Il y eut un silence. Où plaçait-on cette ville sur le globe ? Et quelle idée farfelue avait-elle encore en tête ?
– C’est au Guatemala.
– Au Guatemala ?
– Un pays d’Amérique centrale.
– Je sais où se trouve le Guatemala. Il est pris en sandwich entre deux pays extrêmement dangereux.
– Mais non.
– Le Mexique connait 60,56 % de taux de criminalité. Le Honduras détient le plus haut record d’homicide au monde. Quant au Guatemala la violence prospère à chaque coin de rue.
– Ce sont des clichés ma fille. De toutes les façons, j’y vais avec Franck.
– Franck ?
– Mon coach de méditation.
– Ah c’est un voyage de groupe. fis-je rassurée
– Non.
Il y eut un silence. Cette fois, ce fut ma mère qui ne savait plus comment placer les éléments.
– J’ai compris. dis-je pour la soulager
– Il s’agit juste d’un ami.
– Bien sûr. Mais ton ami et toi, vous auriez pu choisir une destination moins… périlleuse.

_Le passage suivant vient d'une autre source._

//! Key-value persistence port.
//!
//! The planner only needs `get`, `set` and `remove` over JSON documents. The
//! file-backed store keeps one `<key>.json` file per key. Writes go to a temp
//! file in the same directory that is then renamed over the target, so a
//! reader sees either the old document or the new one, never a partial file.
//! Concurrent writers are not serialized: the last rename wins.

use crate::{Error, Result};
use fs2::FileExt;
use serde::de::DeserializeOwned;
use serde::Serialize;
use serde_json::Value;
use std::collections::HashMap;
use std::fs::File;
use std::io::{Read, Write};
use std::path::{Path, PathBuf};
use tempfile::NamedTempFile;

/// Well-known store keys
pub mod keys {
    pub const WORKOUT_PLAN: &str = "workout_plan";
    pub const SELECTED_BODY_PARTS: &str = "selected_body_parts";
    pub const NUTRITION_PLAN: &str = "nutrition_plan";
    pub const RECENT_EXERCISE_IDS: &str = "recent_exercise_ids";
}

/// Persistence port used by the planner
pub trait PlanStore {
    fn get(&self, key: &str) -> Result<Option<Value>>;
    fn set(&mut self, key: &str, value: Value) -> Result<()>;
    fn remove(&mut self, key: &str) -> Result<()>;
}

/// Read a typed document.
///
/// A document that no longer matches the expected shape is logged and
/// treated as absent.
pub fn load_typed<T: DeserializeOwned>(store: &dyn PlanStore, key: &str) -> Result<Option<T>> {
    let Some(value) = store.get(key)? else {
        return Ok(None);
    };

    match serde_json::from_value(value) {
        Ok(typed) => Ok(Some(typed)),
        Err(e) => {
            tracing::warn!("Ignoring unreadable '{}' document: {}", key, e);
            Ok(None)
        }
    }
}

pub fn save_typed<T: Serialize>(store: &mut dyn PlanStore, key: &str, value: &T) -> Result<()> {
    store.set(key, serde_json::to_value(value)?)
}

/// In-memory store, for tests and embedding callers
#[derive(Clone, Debug, Default)]
pub struct MemoryStore {
    entries: HashMap<String, Value>,
}

impl MemoryStore {
    pub fn new() -> Self {
        Self::default()
    }

    pub fn len(&self) -> usize {
        self.entries.len()
    }

    pub fn is_empty(&self) -> bool {
        self.entries.is_empty()
    }
}

impl PlanStore for MemoryStore {
    fn get(&self, key: &str) -> Result<Option<Value>> {
        Ok(self.entries.get(key).cloned())
    }

    fn set(&mut self, key: &str, value: Value) -> Result<()> {
        self.entries.insert(key.to_string(), value);
        Ok(())
    }

    fn remove(&mut self, key: &str) -> Result<()> {
        self.entries.remove(key);
        Ok(())
    }
}

/// Directory of JSON documents, one file per key
#[derive(Clone, Debug)]
pub struct JsonFileStore {
    dir: PathBuf,
}

impl JsonFileStore {
    pub fn new(dir: impl Into<PathBuf>) -> Self {
        Self { dir: dir.into() }
    }

    pub fn dir(&self) -> &Path {
        &self.dir
    }

    fn path_for(&self, key: &str) -> Result<PathBuf> {
        let valid = !key.is_empty()
            && key
                .chars()
                .all(|c| c.is_ascii_alphanumeric() || c == '_' || c == '-');
        if !valid {
            return Err(Error::Store(format!("Invalid store key '{}'", key)));
        }
        Ok(self.dir.join(format!("{}.json", key)))
    }
}

impl PlanStore for JsonFileStore {
    /// Missing or corrupted documents read as `None`
    fn get(&self, key: &str) -> Result<Option<Value>> {
        let path = self.path_for(key)?;
        if !path.exists() {
            tracing::debug!("No document for '{}'", key);
            return Ok(None);
        }

        let file = File::open(&path)?;
        file.lock_shared()?;

        let mut contents = String::new();
        let read = std::io::BufReader::new(&file).read_to_string(&mut contents);
        file.unlock()?;
        read?;

        match serde_json::from_str::<Value>(&contents) {
            Ok(value) => {
                tracing::debug!("Loaded '{}' from {:?}", key, path);
                Ok(Some(value))
            }
            Err(e) => {
                tracing::warn!("Failed to parse {:?}: {}. Treating as missing.", path, e);
                Ok(None)
            }
        }
    }

    /// Atomically replace the document: temp file, fsync, rename
    fn set(&mut self, key: &str, value: Value) -> Result<()> {
        let path = self.path_for(key)?;
        std::fs::create_dir_all(&self.dir)?;

        let temp = NamedTempFile::new_in(&self.dir)?;

        {
            let mut writer = std::io::BufWriter::new(temp.as_file());
            serde_json::to_writer(&mut writer, &value)?;
            writer.flush()?;
        }

        temp.as_file().sync_all()?;

        temp.persist(&path).map_err(|e| Error::Io(e.error))?;

        tracing::debug!("Saved '{}' to {:?}", key, path);
        Ok(())
    }

    fn remove(&mut self, key: &str) -> Result<()> {
        let path = self.path_for(key)?;
        match std::fs::remove_file(&path) {
            Ok(()) => {
                tracing::debug!("Removed {:?}", path);
                Ok(())
            }
            Err(e) if e.kind() == std::io::ErrorKind::NotFound => Ok(()),
            Err(e) => Err(e.into()),
        }
    }
}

– On ne vit qu’une seule fois ! Tu devrais aussi profiter de ta vie, chérie… sortir de ton train-train quotidien. Ta banque, tes poésies, tes aquarelles, tes porteries, ton piano… On dirait une vieille dame qui fleure bon la violette. Il ne te manque plus qu’un chat !
– Tu pars quand ? demandais-je afin de couper cours à toute réflexion désobligeante.
– Demain.
– Demain ! m’étranglais-je Comment cela demain ? Et tu ne me préviens que ce soir ?
– Si je t’avais prévenu plus tôt, tu en aurais fait toute une histoire. Tu es tellement différente de moi. Tellement… tellement… psychorigide. Parfois, j’ai l’impression que tu n’es pas ma fille.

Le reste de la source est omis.